§ **Input for this task**
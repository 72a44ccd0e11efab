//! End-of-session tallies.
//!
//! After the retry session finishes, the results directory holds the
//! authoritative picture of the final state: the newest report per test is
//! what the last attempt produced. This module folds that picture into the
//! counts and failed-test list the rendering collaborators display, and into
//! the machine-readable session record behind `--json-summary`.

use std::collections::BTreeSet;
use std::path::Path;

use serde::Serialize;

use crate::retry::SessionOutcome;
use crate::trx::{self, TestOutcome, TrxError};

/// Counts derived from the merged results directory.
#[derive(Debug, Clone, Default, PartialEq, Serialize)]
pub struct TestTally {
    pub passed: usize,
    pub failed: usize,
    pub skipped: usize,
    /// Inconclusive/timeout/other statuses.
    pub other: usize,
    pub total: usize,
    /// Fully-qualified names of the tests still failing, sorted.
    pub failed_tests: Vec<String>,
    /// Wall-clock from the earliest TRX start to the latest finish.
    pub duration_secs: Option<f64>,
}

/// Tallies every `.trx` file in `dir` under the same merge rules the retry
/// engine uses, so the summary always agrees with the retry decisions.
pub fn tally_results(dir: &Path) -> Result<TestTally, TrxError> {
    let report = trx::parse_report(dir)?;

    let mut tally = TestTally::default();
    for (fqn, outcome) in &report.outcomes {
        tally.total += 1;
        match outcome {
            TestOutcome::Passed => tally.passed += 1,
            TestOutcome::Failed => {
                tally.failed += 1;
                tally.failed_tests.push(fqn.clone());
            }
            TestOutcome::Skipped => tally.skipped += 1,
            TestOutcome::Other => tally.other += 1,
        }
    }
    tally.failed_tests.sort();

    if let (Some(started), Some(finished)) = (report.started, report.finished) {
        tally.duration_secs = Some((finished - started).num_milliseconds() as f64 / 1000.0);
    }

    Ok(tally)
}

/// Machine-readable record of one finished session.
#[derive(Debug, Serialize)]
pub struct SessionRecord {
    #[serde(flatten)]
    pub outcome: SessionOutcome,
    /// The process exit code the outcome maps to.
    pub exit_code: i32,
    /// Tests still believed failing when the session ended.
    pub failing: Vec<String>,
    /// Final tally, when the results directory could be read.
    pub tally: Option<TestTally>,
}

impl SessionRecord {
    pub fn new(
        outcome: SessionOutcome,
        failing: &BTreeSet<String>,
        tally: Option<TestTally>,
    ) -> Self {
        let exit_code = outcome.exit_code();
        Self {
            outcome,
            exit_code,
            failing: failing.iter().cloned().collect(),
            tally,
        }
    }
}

* * *

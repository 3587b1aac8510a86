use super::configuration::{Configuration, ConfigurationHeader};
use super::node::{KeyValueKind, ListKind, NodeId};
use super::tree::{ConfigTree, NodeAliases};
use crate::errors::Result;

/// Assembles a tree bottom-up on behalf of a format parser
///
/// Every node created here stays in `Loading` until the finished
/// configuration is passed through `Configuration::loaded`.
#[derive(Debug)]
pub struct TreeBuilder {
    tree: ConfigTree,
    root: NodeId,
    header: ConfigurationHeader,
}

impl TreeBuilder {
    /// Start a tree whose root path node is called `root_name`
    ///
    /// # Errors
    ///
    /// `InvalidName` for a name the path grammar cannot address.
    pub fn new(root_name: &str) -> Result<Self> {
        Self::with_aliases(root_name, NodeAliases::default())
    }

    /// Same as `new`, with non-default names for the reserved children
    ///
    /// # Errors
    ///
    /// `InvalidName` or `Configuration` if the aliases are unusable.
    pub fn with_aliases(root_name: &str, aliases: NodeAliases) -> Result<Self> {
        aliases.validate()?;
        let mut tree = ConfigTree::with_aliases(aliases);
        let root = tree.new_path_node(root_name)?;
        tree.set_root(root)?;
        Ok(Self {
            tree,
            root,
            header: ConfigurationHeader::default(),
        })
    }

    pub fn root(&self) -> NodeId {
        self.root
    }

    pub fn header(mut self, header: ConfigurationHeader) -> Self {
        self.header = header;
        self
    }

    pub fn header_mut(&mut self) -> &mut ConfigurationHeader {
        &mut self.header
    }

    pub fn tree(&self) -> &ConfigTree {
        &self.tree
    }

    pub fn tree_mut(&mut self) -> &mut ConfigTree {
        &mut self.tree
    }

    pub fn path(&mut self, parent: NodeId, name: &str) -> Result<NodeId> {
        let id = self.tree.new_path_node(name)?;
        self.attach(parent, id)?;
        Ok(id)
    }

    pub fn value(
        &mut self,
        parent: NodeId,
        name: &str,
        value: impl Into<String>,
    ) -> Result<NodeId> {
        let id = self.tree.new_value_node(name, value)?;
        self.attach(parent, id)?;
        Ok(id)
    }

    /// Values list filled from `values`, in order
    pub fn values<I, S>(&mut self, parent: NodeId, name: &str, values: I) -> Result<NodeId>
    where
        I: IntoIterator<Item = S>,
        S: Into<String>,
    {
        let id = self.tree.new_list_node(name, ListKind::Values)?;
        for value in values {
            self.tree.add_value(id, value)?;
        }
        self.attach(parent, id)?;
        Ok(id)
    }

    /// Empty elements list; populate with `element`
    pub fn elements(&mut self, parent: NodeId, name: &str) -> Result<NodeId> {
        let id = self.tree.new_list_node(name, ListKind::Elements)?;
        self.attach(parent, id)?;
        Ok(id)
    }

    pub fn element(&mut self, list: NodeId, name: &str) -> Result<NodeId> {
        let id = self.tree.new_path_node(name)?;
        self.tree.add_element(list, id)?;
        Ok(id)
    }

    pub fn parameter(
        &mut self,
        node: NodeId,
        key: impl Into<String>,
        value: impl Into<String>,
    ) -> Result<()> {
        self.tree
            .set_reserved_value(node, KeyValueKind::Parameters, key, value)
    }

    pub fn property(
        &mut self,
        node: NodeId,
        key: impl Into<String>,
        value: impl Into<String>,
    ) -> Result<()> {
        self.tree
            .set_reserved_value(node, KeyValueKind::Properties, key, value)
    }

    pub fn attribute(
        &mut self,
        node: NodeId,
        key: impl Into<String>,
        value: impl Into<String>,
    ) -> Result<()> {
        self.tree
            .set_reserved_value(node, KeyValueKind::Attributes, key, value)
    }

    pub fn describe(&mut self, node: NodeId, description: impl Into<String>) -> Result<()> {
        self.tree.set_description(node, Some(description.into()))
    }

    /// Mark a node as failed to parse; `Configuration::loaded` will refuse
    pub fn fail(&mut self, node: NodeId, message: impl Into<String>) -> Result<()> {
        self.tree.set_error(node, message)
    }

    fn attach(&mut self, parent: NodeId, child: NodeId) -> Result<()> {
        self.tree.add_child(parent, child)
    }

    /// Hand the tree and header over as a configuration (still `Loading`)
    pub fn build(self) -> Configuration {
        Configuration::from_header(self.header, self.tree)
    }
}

§ **Task to complete**
Each line of the data that holds "started" should be copied.

§ **Output**
    if let (Some(started), Some(finished)) = (report.started, report.finished) {
        tally.duration_secs = Some((finished - started).num_milliseconds() as f64 / 1000.0);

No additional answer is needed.